Resident landlords – FAQs

Posted: 18th Jul 2015

What is a resident landlord?

  • the term is more or less self-explanatory and refers to the landlord who rents out a room or rooms in part of property in which they continue to live as their only or principal place of residence;
  • the definition and an overview of the essential rights and obligations of such a landlord are outlined on the official government website.

Why should I rent out a room?

  • the consumer association’s magazine, Which?, suggests that renting out a room in your own home might prove a handy and realistic way of earning yourself some extra money – a prospect that few of us are likely to turn down;
  • more altruistically, you might also reassure yourself that you are doing your bit to help solve the nation’s current shortfall in suitable housing;

What are my responsibilities?

  • you have a basic responsibility for ensuring that any room or rooms you let are safe and in a reasonable state of repair;
  • provided this is the case, however, you are entitled to charge whatever rent you think is reasonable and is likely to attract the kind of tenant or lodger you deem to be appropriate;

So, is it likely to be worth my while?

  • although you have an obligation for maintaining any let rooms in a safe and reasonable condition, you also stand to gain a useful tax advantage;
  • under the government’s Rent a Room Scheme you may claim up to £4,250 against your tax commitment for income you have made from letting your spare rooms;

But what if it doesn’t work out with a particular lodger?

  • one of the attractions in letting space in your own home to someone who may be regarded as a tenant is that the same rules do not apply as if it were an entirely self-contained let;
  • if they have a room but also share some facilities with you, such as your kitchen, your lodger or tenant has what is known as excluded occupation, and typically you may ask them to leave – evict them in other words – whenever you like and without the need for any kind of court order;
  • if your lodger or tenant has a more or less self-contained space in your home, with no need to share any facilities whatsoever, he or she may be able to claim basic protection under the housing laws and you will then need a court order to secure their eviction;

Where do I stand as far as home insurance is concerned?
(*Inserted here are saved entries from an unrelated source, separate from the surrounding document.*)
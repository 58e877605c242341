//! In-memory game runner for strategy evaluation.
//!
//! Drives a [`Game`] to completion, asking each seat's [`Strategy`] for its
//! decisions, and tallies the transitions the engine publishes.

use std::sync::{Arc, Mutex};

use jamb_engine::domain::Standing;
use jamb_engine::{Column, DomainError, Game, GameConfig, GameTransition, TurnPhase};
use tracing::debug;

use crate::strategy::{score_for, Strategy, StrategyError};

/// Errors that end a simulated game early.
#[derive(Debug)]
pub enum SimError {
    Engine(DomainError),
    Strategy(StrategyError),
}

impl std::fmt::Display for SimError {
    fn fmt(&self, f: &mut std::fmt::Formatter<'_>) -> std::fmt::Result {
        match self {
            SimError::Engine(e) => write!(f, "engine rejected a move: {e}"),
            SimError::Strategy(e) => write!(f, "{e}"),
        }
    }
}

impl std::error::Error for SimError {}

impl From<DomainError> for SimError {
    fn from(e: DomainError) -> Self {
        SimError::Engine(e)
    }
}

impl From<StrategyError> for SimError {
    fn from(e: StrategyError) -> Self {
        SimError::Strategy(e)
    }
}

/// Event counts gathered from the published transitions.
#[derive(Debug, Clone, Default, PartialEq, Eq)]
pub struct Tally {
    pub rolls: u32,
    pub announcements: u32,
    pub checkouts_designated: u32,
    pub cells_written: u32,
    pub hands_completed: u32,
}

impl Tally {
    fn record(&mut self, transition: &GameTransition) {
        match transition {
            GameTransition::DiceRolled { .. } => self.rolls += 1,
            GameTransition::Announced { .. } => self.announcements += 1,
            GameTransition::CheckoutDesignated { .. } => self.checkouts_designated += 1,
            GameTransition::CellWritten { .. } => self.cells_written += 1,
            GameTransition::HandCompleted { .. } => self.hands_completed += 1,
            GameTransition::GameStarted { .. }
            | GameTransition::TurnBecame { .. }
            | GameTransition::GameEnded { .. } => {}
        }
    }
}

/// Result of simulating a complete game.
#[derive(Debug, Clone)]
pub struct GameResult {
    /// Grand total per seat.
    pub final_totals: Vec<i32>,
    /// Column totals per seat.
    pub column_totals: Vec<[i32; Column::COUNT]>,
    pub standings: Vec<Standing>,
    pub tally: Tally,
}

pub struct Simulator {
    config: GameConfig,
    players: usize,
}

impl Simulator {
    pub fn new(players: usize, config: GameConfig) -> Self {
        Self { config, players }
    }

    /// Play one game. `strategies[seat]` decides for that seat.
    pub fn simulate_game(&self, strategies: &[Box<dyn Strategy>]) -> Result<GameResult, SimError> {
        let names: Vec<String> = strategies
            .iter()
            .take(self.players)
            .enumerate()
            .map(|(seat, s)| format!("{} {}", s.name(), seat + 1))
            .collect();
        let mut game = Game::start(&names, self.config.clone())?;

        let tally = Arc::new(Mutex::new(Tally::default()));
        let sink = Arc::clone(&tally);
        game.subscribe(move |t| {
            if let Ok(mut tally) = sink.lock() {
                tally.record(t);
            }
        });

        while !game.is_complete() {
            let seat = game.active_player();
            play_turn(&mut game, strategies[seat].as_ref())?;
        }

        let sheets = (0..names.len())
            .map(|p| game.sheet(p))
            .collect::<Result<Vec<_>, _>>()?;
        let tally = tally.lock().map(|t| t.clone()).unwrap_or_default();

        Ok(GameResult {
            final_totals: sheets.iter().map(|s| s.grand_total()).collect(),
            column_totals: sheets.iter().map(|s| s.column_totals()).collect(),
            standings: game.standings(),
            tally,
        })
    }
}

/// Run one turn: first roll, optional announcement, rerolls, write.
fn play_turn(game: &mut Game, strategy: &dyn Strategy) -> Result<(), SimError> {
    game.roll_dice()?;

    if game.phase() == TurnPhase::AwaitingAnnouncementChoice {
        if let Some(cell) = strategy.announcement(game)? {
            game.announce(cell)?;
        }
    }

    while game.remaining_rolls() > 0 && strategy.keep_rolling(game)? {
        let wanted = strategy.holds(game)?;
        for (index, want) in wanted.into_iter().enumerate() {
            if game.dice().dice()[index].held != want {
                game.toggle_hold(index)?;
            }
        }
        game.roll_dice()?;
    }

    let cell = match game.selection() {
        Some(cell) => cell,
        None => strategy.pick_cell(game)?,
    };
    if !game.choose_cell(cell)? {
        return Err(StrategyError::NoOptions(format!("{cell} is not writable")).into());
    }
    let value = score_for(game, cell);
    let next = game.write_value(value)?;
    debug!(%cell, value, next, "Turn played");
    Ok(())
}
  • the majority of privately owned homes of course are protected by one or another form of home building and contents insurance – what is the impact on this safeguard if you are letting part of your home to someone else?
  • different insurers are likely to have different policies, so your first step needs to be letting your insurer know that you are planning to let space in your home to a lodger or tenant;
  • the answer might be a simple change of policy (to one which includes landlord insurance), an increase in the premiums you pay to continue the cover, or a termination of the cover you presently enjoy;
  • for reasons that may seem reasonable enough, your current insurer is likely to be especially concerned about the effect any such let might have on the insurance used to protect the contents of your home;
  • if might choose to avoid any doubt or confusion over the continuation of protection for either the structure and fabric of your home or of its contents by arranging landlord insurance – a specialist form of cover that recognises the particular risks and perils that may be introduced simply by your deciding to let some part of your home;

Additional considerations

  • unlike landlords of self-contained dwellings, you are not subject to the requirements of the tenant’s deposit scheme and may choose any appropriate way of managing the deposit you may ask of a lodger or tenant;
  • if you are paying the bills on water, electricity, drainage and water, you may charge whatever proportion of these costs you consider necessary in the rent that you charge;
  • if you have a mortgage on your home and do not inform your mortgage provider that you are letting out a room, it could cause problems further down the line – so do get in touch with them;
  • you remain responsible for the payment of Council Tax, however, and may need to inform your local authority if you no longer qualify for a single person’s discount on the council tax.

Becoming a resident landlord may be easier than you think and simply involves letting out to someone the spare room or rooms that you may have in your home – and you stand to benefit from a useful tax allowance of £4,250 a year.